Now check out this video from 2014, only 40 years later, also filmed in Tozeur. Umm… yeah, I think it speaks for its Star Wars-y self. But if you’re too busy to watch, its a bunch of people cosplaying as Star Wars characters and dancing to Pharrell’s “Happy.”

gif from above
Just a snippet of the weirdness

It seems that George Lucas has radically altered how we talk about Tunisia. Enough so that when ISIS may be using a town in Tunisia, we get in an uproar about the possible damage to filming sites, and locals of Tozeur draw tourists by being “Happy to live on Tatooine.” [You should definitely follow that link] This represents a radical shift in the discourse; from originally embodying a lazy vacation spot, Tunisia has come to represent the planet Tatooine wholesale for fans. This is just a single example of a single text and author altering the discourse. While the context and discourse determined much of the representation, Lucas’s unique touch made Star Wars the unique phenomenon it is.

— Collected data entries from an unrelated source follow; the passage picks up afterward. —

//! Classification metrics.

use crate::autograd::Tensor;

/// Predicted class per row of a `(batch, classes)` logit matrix.
///
/// Ties resolve to the lowest class index.
///
/// # Panics
///
/// Panics if `logits` is not 2-D or has zero classes.
#[must_use]
pub fn argmax_rows(logits: &Tensor) -> Vec<usize> {
    assert_eq!(logits.ndim(), 2, "argmax_rows expects 2-D logits");
    let classes = logits.shape()[1];
    assert!(classes > 0, "argmax_rows requires at least one class");

    logits
        .data()
        .chunks(classes)
        .map(|row| {
            let mut best = 0;
            for (ci, &v) in row.iter().enumerate() {
                if v > row[best] {
                    best = ci;
                }
            }
            best
        })
        .collect()
}

/// Fraction of predictions matching the true labels.
///
/// # Example
///
/// ```
/// use robustez::metrics::accuracy;
///
/// let acc = accuracy(&[0, 1, 2, 1], &[0, 1, 1, 1]);
/// assert!((acc - 0.75).abs() < 1e-6);
/// ```
///
/// # Panics
///
/// Panics if the slices differ in length or are empty.
#[must_use]
pub fn accuracy(y_pred: &[usize], y_true: &[usize]) -> f32 {
    assert_eq!(
        y_pred.len(),
        y_true.len(),
        "predictions and labels must have the same length"
    );
    assert!(!y_pred.is_empty(), "accuracy of an empty batch is undefined");

    let correct = y_pred
        .iter()
        .zip(y_true.iter())
        .filter(|(p, t)| p == t)
        .count();
    #[allow(clippy::cast_precision_loss)]
    {
        correct as f32 / y_pred.len() as f32
    }
}

#[cfg(test)]
mod tests {
    use super::*;

    #[test]
    fn test_argmax_rows_basic() {
        let logits = Tensor::new(&[0.1, 0.9, 0.0, 2.0, -1.0, 1.0], &[2, 3]);
        assert_eq!(argmax_rows(&logits), vec![1, 0]);
    }

    #[test]
    fn test_argmax_rows_tie_takes_first() {
        let logits = Tensor::new(&[1.0, 1.0, 0.5], &[1, 3]);
        assert_eq!(argmax_rows(&logits), vec![0]);
    }

    #[test]
    fn test_accuracy_perfect_and_zero() {
        assert_eq!(accuracy(&[1, 2, 3], &[1, 2, 3]), 1.0);
        assert_eq!(accuracy(&[0, 0, 0], &[1, 2, 3]), 0.0);
    }

    #[test]
    #[should_panic(expected = "same length")]
    fn test_accuracy_length_mismatch_panics() {
        let _ = accuracy(&[0, 1], &[0]);
    }
}
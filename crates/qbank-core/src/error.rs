use thiserror::Error;

/// Top-level error type for the qbank system.
///
/// Each variant wraps a subsystem-specific failure. Subsystem crates return
/// `QbankError` directly so that the `?` operator works seamlessly across
/// crate boundaries.
#[derive(Debug, Error)]
#[non_exhaustive]
pub enum QbankError {
    #[error("Configuration error: {0}")]
    Config(String),

    #[error("Storage error: {0}")]
    Storage(String),

    /// The similarity index (or its backing store) could not serve the
    /// operation. Distinct from `Storage` so callers can answer
    /// "service unavailable" instead of "operation failed".
    #[error("Similarity index unavailable: {0}")]
    IndexUnavailable(String),

    #[error("Search error: {0}")]
    Search(String),

    #[error("Export error: {0}")]
    Export(String),

    #[error("Question generation error: {0}")]
    Generation(String),

    #[error("API error: {0}")]
    Api(String),

    #[error("I/O error: {0}")]
    Io(#[from] std::io::Error),

    #[error("Serialization error: {0}")]
    Serialization(String),
}

impl From<toml::de::Error> for QbankError {
    fn from(err: toml::de::Error) -> Self {
        QbankError::Config(err.to_string())
    }
}

impl From<toml::ser::Error> for QbankError {
    fn from(err: toml::ser::Error) -> Self {
        QbankError::Config(err.to_string())
    }
}

impl From<serde_json::Error> for QbankError {
    fn from(err: serde_json::Error) -> Self {
        QbankError::Serialization(err.to_string())
    }
}

/// A specialized `Result` type for qbank operations.
pub type Result<T> = std::result::Result<T, QbankError>;
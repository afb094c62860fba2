pub mod config;
pub mod error;
pub mod types;

pub use config::QbankConfig;
pub use error::{QbankError, Result};
pub use types::*;
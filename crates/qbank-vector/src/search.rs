//! Semantic search combining embedding generation with index queries.
//!
//! SearchService embeds the query text and asks the similarity index for
//! nearest neighbors. Uses dynamic dispatch so production code can supply
//! `ExternalModelEmbedder` while tests use `FallbackEmbedder`.

use std::sync::Arc;

use qbank_core::error::QbankError;

use crate::embedding::DynEmbeddingGenerator;
use crate::index::{Neighbor, SimilarityIndex};

/// Search engine over the similarity index.
pub struct SearchService {
    index: Arc<SimilarityIndex>,
    embedder: Arc<dyn DynEmbeddingGenerator>,
}

impl SearchService {
    /// Create a new search service with a shared index and embedding
    /// generator.
    pub fn new(index: Arc<SimilarityIndex>, embedder: Arc<dyn DynEmbeddingGenerator>) -> Self {
        Self { index, embedder }
    }

    /// Embed the query text and return up to `n` nearest records,
    /// ascending by distance.
    pub async fn search(&self, query: &str, n: usize) -> Result<Vec<Neighbor>, QbankError> {
        let vector = self.embedder.embed_boxed(query).await;
        self.index.query(&vector, n)
    }

    /// Ids of records whose distance to the embedded text is below
    /// `max_distance`, nearest first, at most `n`.
    pub async fn find_similar(
        &self,
        text: &str,
        max_distance: f64,
        n: usize,
    ) -> Result<Vec<String>, QbankError> {
        let neighbors = self.search(text, n).await?;
        Ok(neighbors
            .into_iter()
            .filter(|neighbor| neighbor.distance < max_distance)
            .map(|neighbor| neighbor.id)
            .collect())
    }

    /// Get a reference to the underlying similarity index.
    pub fn index(&self) -> &SimilarityIndex {
        &self.index
    }
}

#[cfg(test)]
mod tests {
    use super::*;
    use crate::embedding::FallbackEmbedder;
    use qbank_storage::{Database, EmbeddingRepository};

    fn make_service() -> SearchService {
        let db = Arc::new(Database::in_memory().unwrap());
        let index =
            Arc::new(SimilarityIndex::open(Arc::new(EmbeddingRepository::new(db))).unwrap());
        SearchService::new(index, Arc::new(FallbackEmbedder::new()))
    }

    fn insert_text(service: &SearchService, id: &str, text: &str) {
        service
            .index()
            .upsert(id, FallbackEmbedder::vector_for(text), text)
            .unwrap();
    }

    #[tokio::test]
    async fn test_search_empty_index() {
        let service = make_service();
        assert!(service.search("anything", 5).await.unwrap().is_empty());
    }

    #[tokio::test]
    async fn test_search_finds_exact_match_first() {
        let service = make_service();
        insert_text(&service, "1", "The Indian Navy is the naval branch");
        insert_text(&service, "2", "Ollama runs large language models locally");

        let neighbors = service
            .search("The Indian Navy is the naval branch", 5)
            .await
            .unwrap();
        assert_eq!(neighbors.len(), 2);
        assert_eq!(neighbors[0].id, "1");
        assert!(neighbors[0].distance.abs() < 1e-6);
        assert!(neighbors[1].distance > neighbors[0].distance);
    }

    #[tokio::test]
    async fn test_search_respects_n() {
        let service = make_service();
        for i in 0..6 {
            insert_text(&service, &i.to_string(), &format!("document number {}", i));
        }
        let neighbors = service.search("document", 3).await.unwrap();
        assert_eq!(neighbors.len(), 3);
    }

    #[tokio::test]
    async fn test_find_similar_filters_by_distance() {
        let service = make_service();
        insert_text(&service, "same", "identical text");
        insert_text(&service, "other", "something else entirely different");

        let similar = service.find_similar("identical text", 0.3, 5).await.unwrap();
        assert_eq!(similar, vec!["same".to_string()]);
    }

    #[tokio::test]
    async fn test_find_similar_empty_when_nothing_close() {
        let service = make_service();
        insert_text(&service, "1", "completely unrelated corpus entry");

        let similar = service
            .find_similar("quantum chromodynamics lattice", 0.05, 5)
            .await
            .unwrap();
        assert!(similar.is_empty());
    }
}
//! qbank storage crate - SQLite persistence for questions, tags, and
//! similarity-index entries.
//!
//! Provides a WAL-mode SQLite database with migrations, a repository for
//! question rows and their tags, a write-through store for embedding
//! vectors, and aggregate statistics queries.

pub mod db;
pub mod embeddings;
pub mod migrations;
pub mod queries;
pub mod repository;

pub use db::Database;
pub use embeddings::{EmbeddingRepository, StoredEmbedding};
pub use queries::{get_all_tags, get_stats, get_unique_values, FilterField};
pub use repository::{QuestionFilter, QuestionRepository};
//! qbank API crate - axum HTTP layer over the question bank.
//!
//! Provides the router, handlers for question CRUD / filtering / search /
//! redundancy detection / export, a JSON error envelope, and the shared
//! application state.

pub mod error;
pub mod generate;
pub mod handlers;
pub mod routes;
pub mod state;

pub use error::ApiError;
pub use generate::QuestionGenerator;
pub use routes::{create_router, start_server};
pub use state::AppState;
//! Persistent similarity index with brute-force Euclidean nearest-neighbor
//! search.
//!
//! The index keeps all vectors in memory for querying and writes every
//! mutation through to the embeddings table, so it survives process
//! restarts. All operations are O(n) for search, which is acceptable for
//! moderate dataset sizes.

use std::collections::HashMap;
use std::sync::atomic::{AtomicU64, Ordering};
use std::sync::{Arc, RwLock};

use serde::{Deserialize, Serialize};
use tracing::info;

use qbank_core::error::QbankError;
use qbank_storage::EmbeddingRepository;

/// A single neighbor returned from a nearest-neighbor query.
#[derive(Debug, Clone, PartialEq, Serialize, Deserialize)]
pub struct Neighbor {
    /// Identifier of the stored record.
    pub id: String,
    /// Euclidean distance to the query vector (lower = more similar).
    pub distance: f64,
}

/// A full record from the index, as returned by [`SimilarityIndex::get_all`].
#[derive(Debug, Clone, PartialEq, Serialize, Deserialize)]
pub struct IndexRecord {
    pub id: String,
    pub vector: Vec<f32>,
    pub document: String,
}

/// An entry held in memory.
#[derive(Debug, Clone)]
struct IndexEntry {
    vector: Vec<f32>,
    document: String,
    seq: u64,
}

/// Persistent nearest-neighbor store keyed by string record identifier.
///
/// Identifiers are strings at this boundary; numeric caller ids are
/// converted at the edge. Distance ties are broken by insertion order,
/// which is preserved across restarts via the persisted `seq` column.
/// Mutating the index while a scan is iterating it is not isolated: the
/// scan observes whichever entries each individual query sees.
pub struct SimilarityIndex {
    entries: RwLock<HashMap<String, IndexEntry>>,
    next_seq: AtomicU64,
    store: Arc<EmbeddingRepository>,
}

impl SimilarityIndex {
    /// Open the index, hydrating the in-memory map from the backing store.
    pub fn open(store: Arc<EmbeddingRepository>) -> Result<Self, QbankError> {
        let persisted = store
            .load_all()
            .map_err(|e| QbankError::IndexUnavailable(e.to_string()))?;

        let mut entries = HashMap::with_capacity(persisted.len());
        let mut max_seq = 0;
        for stored in persisted {
            max_seq = max_seq.max(stored.seq);
            entries.insert(
                stored.id,
                IndexEntry {
                    vector: stored.vector,
                    document: stored.document,
                    seq: stored.seq,
                },
            );
        }

        info!(entries = entries.len(), "Similarity index hydrated");

        Ok(Self {
            entries: RwLock::new(entries),
            next_seq: AtomicU64::new(max_seq + 1),
            store,
        })
    }

    /// Insert or replace the record for `id`.
    ///
    /// Idempotent: upserting the same id and vector twice yields the same
    /// observable state as once. Replacing an existing id keeps its
    /// insertion-order position.
    pub fn upsert(&self, id: &str, vector: Vec<f32>, document: &str) -> Result<(), QbankError> {
        self.store
            .upsert(id, &vector, document)
            .map_err(|e| QbankError::IndexUnavailable(e.to_string()))?;

        let mut entries = self
            .entries
            .write()
            .map_err(|e| QbankError::IndexUnavailable(format!("Lock poisoned: {}", e)))?;
        let seq = match entries.get(id) {
            Some(existing) => existing.seq,
            None => self.next_seq.fetch_add(1, Ordering::SeqCst),
        };
        entries.insert(
            id.to_string(),
            IndexEntry {
                vector,
                document: document.to_string(),
                seq,
            },
        );
        Ok(())
    }

    /// Remove the record for `id`. Deleting a non-existent id is a no-op.
    pub fn delete(&self, id: &str) -> Result<(), QbankError> {
        self.store
            .delete(id)
            .map_err(|e| QbankError::IndexUnavailable(e.to_string()))?;

        let mut entries = self
            .entries
            .write()
            .map_err(|e| QbankError::IndexUnavailable(format!("Lock poisoned: {}", e)))?;
        entries.remove(id);
        Ok(())
    }

    /// Return up to `k` nearest stored records by Euclidean distance,
    /// ascending, ties broken by insertion order. Querying a stored
    /// record's own vector returns that record first with distance ≈ 0.
    pub fn query(&self, vector: &[f32], k: usize) -> Result<Vec<Neighbor>, QbankError> {
        let entries = self
            .entries
            .read()
            .map_err(|e| QbankError::IndexUnavailable(format!("Lock poisoned: {}", e)))?;

        let mut scored: Vec<(f64, u64, &String)> = entries
            .iter()
            .map(|(id, entry)| (euclidean_distance(vector, &entry.vector), entry.seq, id))
            .collect();

        scored.sort_by(|a, b| {
            a.0.partial_cmp(&b.0)
                .unwrap_or(std::cmp::Ordering::Equal)
                .then(a.1.cmp(&b.1))
        });
        scored.truncate(k);

        Ok(scored
            .into_iter()
            .map(|(distance, _, id)| Neighbor {
                id: id.clone(),
                distance,
            })
            .collect())
    }

    /// Full scan of all stored records, in insertion order.
    pub fn get_all(&self) -> Result<Vec<IndexRecord>, QbankError> {
        let entries = self
            .entries
            .read()
            .map_err(|e| QbankError::IndexUnavailable(format!("Lock poisoned: {}", e)))?;

        let mut records: Vec<(u64, IndexRecord)> = entries
            .iter()
            .map(|(id, entry)| {
                (
                    entry.seq,
                    IndexRecord {
                        id: id.clone(),
                        vector: entry.vector.clone(),
                        document: entry.document.clone(),
                    },
                )
            })
            .collect();
        records.sort_by_key(|(seq, _)| *seq);

        Ok(records.into_iter().map(|(_, record)| record).collect())
    }

    /// Number of records currently stored in the index.
    pub fn len(&self) -> usize {
        self.entries.read().map(|e| e.len()).unwrap_or(0)
    }

    /// True if the index contains no records.
    pub fn is_empty(&self) -> bool {
        self.len() == 0
    }
}

impl std::fmt::Debug for SimilarityIndex {
    fn fmt(&self, f: &mut std::fmt::Formatter<'_>) -> std::fmt::Result {
        f.debug_struct("SimilarityIndex")
            .field("len", &self.len())
            .finish()
    }
}

/// Euclidean (L2) distance between two vectors.
///
/// Symmetric, non-negative, zero for identical inputs. Vectors of different
/// lengths compare as infinitely far apart.
pub fn euclidean_distance(a: &[f32], b: &[f32]) -> f64 {
    if a.len() != b.len() {
        return f64::INFINITY;
    }
    a.iter()
        .zip(b.iter())
        .map(|(x, y)| {
            let d = (*x as f64) - (*y as f64);
            d * d
        })
        .sum::<f64>()
        .sqrt()
}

But what about when George Lucas and his crew first went to Tunisia to film? What about the appropriation of architecture? And what happens when people visit Tunisia for themselves and it isn’t the Jawa-laden planet they know it to be? Well, that sounds like a different page…
life day creepface


1. [Said, Edward. Orientalism. (New York: Random House, 1994 ). 23-24]
2. [Ibid. 273.]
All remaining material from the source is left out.